There was nothing we could do about it now. We heard a banging on the door, huge resounding thumps. I’d recognize that ham-fisted knocking anywhere: it was Pythax, Diotima’s stepfather, and with him would be Diotima’s mother, Euterpe.
Diotima and I looked at each other in despair. We were scheduled to marry at the next full moon; our fathers had signed the agreement. Now our parents were about to meet, all four together, for the first time.
CHAPTER TWO
I LIKED THE IDEA of being married, I just didn’t like the idea of getting married.
Getting married meant a ceremony. I disliked ceremonies at the best of times. But worse than that, planning our wedding required my family to talk to Diotima’s family, and that was a disaster of such epic proportions as to make the Trojan War look like a mild disagreement.
“A small, private affair, with close friends attending,” my mother, Phaenarete, said.
“I was thinking more along the lines of all the best families in Athens,” said Euterpe, the mother of my bride. Euterpe was a former high-class courtesan and desperate to establish herself in respectable society.
“I’m afraid that’s impossible,” said my mother. She’d been quietly respectable all her life. “We couldn’t possibly find room for that many people.”
What she left unsaid was that we couldn’t possibly afford to feed them either.
“We gotta have my guardsmen there,” said Pythax.
“You want to invite slaves to a citizen wedding?” said my father, Sophroniscus, utterly aghast.
“They’re my buddies,” Pythax growled. “They’d be insulted if I didn’t.” Pythax was a new-made citizen, who through his enormous merit had risen from being a slave himself to command of the Scythian Guard of Athens, the men who enforce the peace. Pythax had a foot on each side of the social divide: not comfortable in his new milieu, but no longer at home in his old.
“I forbid it!” said Sophroniscus, his face purple.
“Who’s paying for this?” Pythax demanded.

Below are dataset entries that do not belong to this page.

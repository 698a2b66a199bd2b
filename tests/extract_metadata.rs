//! Integration tests for agilent-metadata
//!
//! These tests read the sample run directory under `tests/data` end to end.

use std::fs;
use std::path::{Path, PathBuf};
use std::time::Duration;

use agilent_metadata::metadata::{
    acq_data_dir, extract_metadata, extract_metadata_with, is_datafile, MetadataError,
};
use agilent_metadata::records::{
    read_acq_method, read_contents_xml, read_devices_xml, ActualDataType, DeviceList,
};
use agilent_metadata::schema::SchemaError;
use agilent_metadata::xml::{
    AcqStatus, CalibrationFormula, DeviceType, DeviceVendor, ParseError, ParseOptions,
    ScalarValue, SeparationTechnique, StoredDataType, XmlFile,
};
use tempfile::tempdir;

fn sample_run() -> PathBuf {
    PathBuf::from(env!("CARGO_MANIFEST_DIR")).join("tests/data/Sample_Run.d")
}

/// Copy the sample run into `dir`, returning the path of the copy
fn copy_run(dir: &Path) -> PathBuf {
    let run = dir.join("Sample_Run.d");
    let acq_data = acq_data_dir(&run);
    fs::create_dir_all(&acq_data).unwrap();
    for entry in fs::read_dir(acq_data_dir(sample_run())).unwrap() {
        let entry = entry.unwrap();
        fs::copy(entry.path(), acq_data.join(entry.file_name())).unwrap();
    }
    run
}

fn edit(run: &Path, file_name: &str, from: &str, to: &str) {
    let path = acq_data_dir(run).join(file_name);
    let xml = fs::read_to_string(&path).unwrap();
    assert!(xml.contains(from), "{} does not contain {:?}", file_name, from);
    fs::write(&path, xml.replace(from, to)).unwrap();
}

/// Test the complete extraction of the sample run
#[test]
fn test_extract_sample_run() {
    let metadata = extract_metadata(sample_run()).unwrap();

    let contents = &metadata.contents;
    assert_eq!(contents.version, 2);
    assert_eq!(contents.acq_status, AcqStatus::Stop);
    assert_eq!(contents.separation_technique, SeparationTechnique::LC);
    assert_eq!(contents.total_run_duration, Duration::from_secs_f64(816.2));
    assert_eq!(contents.acquired_time.offset().local_minus_utc(), 0);

    let qtof = metadata.devices.get_device(1).unwrap();
    assert_eq!(qtof.display_name, "QTOF");
    assert_eq!(qtof.device_type, DeviceType::QuadrupoleTimeOfFlight);
    assert_eq!(qtof.vendor, DeviceVendor::Agilent);
    assert_eq!(qtof.stored_data_type, StoredDataType::MASS_SPECTRA);
    let pump = metadata.devices.get_device(3).unwrap();
    assert!(pump.stored_data_type.contains(StoredDataType::CHROMATOGRAMS));
    assert!(pump.stored_data_type.contains(StoredDataType::INSTRUMENT_CURVES));

    assert_eq!(metadata.device_config_info.devices().len(), 4);
    let pump_parameters: Vec<_> = metadata
        .device_config_info
        .parameters_for("BinPump_1")
        .collect();
    assert_eq!(pump_parameters.len(), 1);
    assert_eq!(pump_parameters[0].value, "1300");
    assert_eq!(pump_parameters[0].units, "bar");

    let calibration = &metadata.default_mass_cal[0];
    assert_eq!(calibration[1].calibration_formula, CalibrationFormula::Polynomial);
    assert_eq!(calibration[1].values[&3], -26.5306611190631);

    assert_eq!(
        metadata.ms_actual_defs.get_actual(60).unwrap().data_type,
        ActualDataType::Int64
    );
    assert_eq!(
        metadata.ms_actual_defs.get_actual(361).unwrap().summary(),
        "<Actual('Min Range', id=361)>"
    );

    assert_eq!(metadata.ms_time_segments.len(), 1);
    assert_eq!(metadata.ms_time_segments[0].n_scans, 1163);

    let dilution = metadata.sample_info.get_field("Dilution").unwrap();
    assert_eq!(dilution.value, ScalarValue::Int(1));
    assert!(dilution.overridden);
}

#[test]
fn test_method_devices_are_cross_referenced() {
    let metadata = extract_metadata(sample_run()).unwrap();
    let method = &metadata.method;
    assert_eq!(method.version, 5.0);
    assert_eq!(method.name, "Alkanes.m");
    assert_eq!(method.filename.drive(), Some("D:"));
    assert_eq!(method.filename.file_stem(), Some("Alkanes"));

    let sampler = &method.devices[0];
    assert_eq!(sampler.device_id, "HiP-ALS_1");
    assert_eq!(sampler.display_name, "Multisampler");
    assert!(sampler.rc_device);

    for device in &method.devices {
        assert_eq!(device.configuration.len(), 1, "{}", device.device_id);
    }
    assert_eq!(
        sampler.configuration[0]["needle_wash"],
        ScalarValue::Text("Standard Wash".to_string())
    );

    let tcc = method.get_device("TCC_1").unwrap();
    assert_eq!(tcc.configuration[0]["left_temperature"], ScalarValue::Int(40));

    let qtof = method.get_device("QTOF_1").unwrap();
    assert!(!qtof.rc_device);
    assert_eq!(
        qtof.configuration[0]["name"],
        ScalarValue::Text("Q-TOF Acquisition".to_string())
    );
}

#[test]
fn test_per_file_readers_match_aggregate() {
    let metadata = extract_metadata(sample_run()).unwrap();
    let dir = acq_data_dir(sample_run());

    assert_eq!(read_contents_xml(&dir).unwrap(), metadata.contents);
    assert_eq!(read_devices_xml(&dir).unwrap(), metadata.devices);
    assert_eq!(read_acq_method(&dir).unwrap(), metadata.method);
}

#[test]
fn test_is_datafile() {
    assert!(is_datafile(sample_run()));
    assert!(!is_datafile(acq_data_dir(sample_run())));
    assert!(!is_datafile(acq_data_dir(sample_run()).join("Contents.xml")));
    assert!(!is_datafile(sample_run().join("missing.d")));
}

#[test]
fn test_not_a_datafile() {
    let dir = tempdir().unwrap();
    let run = dir.path().join("Empty.d");
    fs::create_dir_all(&run).unwrap();

    let err = extract_metadata(&run).unwrap_err();
    assert!(matches!(err, MetadataError::NotADatafile(_)));
    assert_eq!(
        err.to_string(),
        format!("'{}' does not appear to be a valid .d datafile.", run.display())
    );
}

#[test]
fn test_unknown_rc_device_fails_extraction() {
    let dir = tempdir().unwrap();
    let run = copy_run(dir.path());
    edit(
        &run,
        "AcqMethod.xml",
        "&lt;ModuleDisplayName&gt;Column Comp.",
        "&lt;ModuleDisplayName&gt;Valve Drive",
    );

    let err = extract_metadata(&run).unwrap_err();
    let MetadataError::Parse(parse_error) = &err else {
        panic!("unexpected error {:?}", err);
    };
    assert!(matches!(
        parse_error.root_cause(),
        ParseError::UnknownDevice(name) if name == "Valve Drive"
    ));
    assert!(err.to_string().ends_with("Unknown Device Valve Drive"));
}

#[test]
fn test_schema_violation_reports_path() {
    let dir = tempdir().unwrap();
    let run = copy_run(dir.path());
    let next_device = "</Device>\n  <Device DeviceID=\"3\">";
    edit(
        &run,
        "Devices.xml",
        &format!("<Delay>0</Delay>\n    <Vendor>1</Vendor>\n  {}", next_device),
        &format!("<Delay>soon</Delay>\n    <Vendor>1</Vendor>\n  {}", next_device),
    );

    let acq_data = acq_data_dir(&run);
    let err = DeviceList::read_from_dir(acq_data, &ParseOptions::default()).unwrap_err();
    match err.root_cause() {
        ParseError::Schema(SchemaError::Violation { path, .. }) => {
            assert_eq!(path, "/Devices/Device[2]/Delay");
        }
        other => panic!("unexpected error {:?}", other),
    }
}

#[test]
fn test_validation_can_be_disabled() {
    let dir = tempdir().unwrap();
    let run = copy_run(dir.path());
    // An element the schema does not declare, but the parser ignores
    edit(
        &run,
        "DeviceConfigInfo.xml",
        "<DisplayName>Q-TOF</DisplayName>",
        "<DisplayName>Q-TOF</DisplayName>\n    <Location>Bench 2</Location>",
    );

    let err = extract_metadata(&run).unwrap_err();
    assert!(matches!(
        err,
        MetadataError::Parse(ref e) if matches!(e.root_cause(), ParseError::Schema(_))
    ));

    let metadata = extract_metadata_with(&run, &ParseOptions::without_validation()).unwrap();
    assert_eq!(
        metadata.device_config_info.get_device("QTOF_1").unwrap().display_name,
        "Q-TOF"
    );
}

#[test]
fn test_invalid_enum_is_not_defaulted() {
    let dir = tempdir().unwrap();
    let run = copy_run(dir.path());
    edit(&run, "Contents.xml", "<AcqStatus>3</AcqStatus>", "<AcqStatus>7</AcqStatus>");

    let err = extract_metadata(&run).unwrap_err();
    assert!(matches!(
        err,
        MetadataError::Parse(ref e)
            if matches!(e.root_cause(), ParseError::InvalidField { field, .. } if field == "AcqStatus")
    ));
}

#[test]
fn test_json_round_trip() {
    let metadata = extract_metadata(sample_run()).unwrap();
    let json = metadata.to_json_pretty().unwrap();
    let restored = agilent_metadata::MetadataDict::from_json(&json).unwrap();
    assert_eq!(restored, metadata);
    assert_eq!(restored.devices.get_device(4).unwrap().display_name, "Column Comp.");
}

“We both are,” Sophroniscus replied.
It was part of the wedding contract. Each of our fathers thought the other was the richer. They both thought they’d gotten a good deal in the marriage contract. Little did they know they were each as poor as the other, and Diotima and I weren’t about to tell them. It meant both our fathers were constantly thinking of reasons why the other should pay for things.
“Pythax, dear husband,” said Euterpe. “We couldn’t possibly have your friends at the ceremony. Think what the good families would say.”
“My friends aren’t good enough for you?” Pythax said to his wife.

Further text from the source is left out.